• [Exercise data]

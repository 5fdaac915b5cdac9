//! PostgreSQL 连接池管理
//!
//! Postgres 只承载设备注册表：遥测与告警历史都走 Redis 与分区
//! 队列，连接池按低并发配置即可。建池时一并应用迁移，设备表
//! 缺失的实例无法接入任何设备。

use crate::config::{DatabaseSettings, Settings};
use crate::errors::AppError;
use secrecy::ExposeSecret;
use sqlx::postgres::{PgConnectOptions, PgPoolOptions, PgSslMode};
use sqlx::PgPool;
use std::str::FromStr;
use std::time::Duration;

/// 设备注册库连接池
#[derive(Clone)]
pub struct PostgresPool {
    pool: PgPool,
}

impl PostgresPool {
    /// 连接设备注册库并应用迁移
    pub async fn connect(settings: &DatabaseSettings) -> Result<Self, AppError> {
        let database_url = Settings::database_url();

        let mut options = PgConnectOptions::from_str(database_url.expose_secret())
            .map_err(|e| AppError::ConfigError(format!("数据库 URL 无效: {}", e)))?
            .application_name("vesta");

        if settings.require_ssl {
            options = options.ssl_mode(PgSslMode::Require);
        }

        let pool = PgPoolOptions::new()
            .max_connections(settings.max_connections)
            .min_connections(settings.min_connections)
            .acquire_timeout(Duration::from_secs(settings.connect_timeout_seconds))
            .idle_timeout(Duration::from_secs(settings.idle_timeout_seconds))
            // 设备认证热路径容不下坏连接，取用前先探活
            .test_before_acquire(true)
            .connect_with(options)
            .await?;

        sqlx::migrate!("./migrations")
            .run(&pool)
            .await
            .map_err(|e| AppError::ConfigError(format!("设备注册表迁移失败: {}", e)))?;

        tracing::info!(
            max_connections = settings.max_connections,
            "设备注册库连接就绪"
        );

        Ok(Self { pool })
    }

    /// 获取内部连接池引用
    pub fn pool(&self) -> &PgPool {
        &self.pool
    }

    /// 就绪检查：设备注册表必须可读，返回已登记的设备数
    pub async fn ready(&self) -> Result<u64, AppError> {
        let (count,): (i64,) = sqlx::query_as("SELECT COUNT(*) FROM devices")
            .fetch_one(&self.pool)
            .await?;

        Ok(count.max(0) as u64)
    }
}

• [Problem] Say how many lines in the listing above include "count". Give nothing but the number.

• [Exercise solution] 2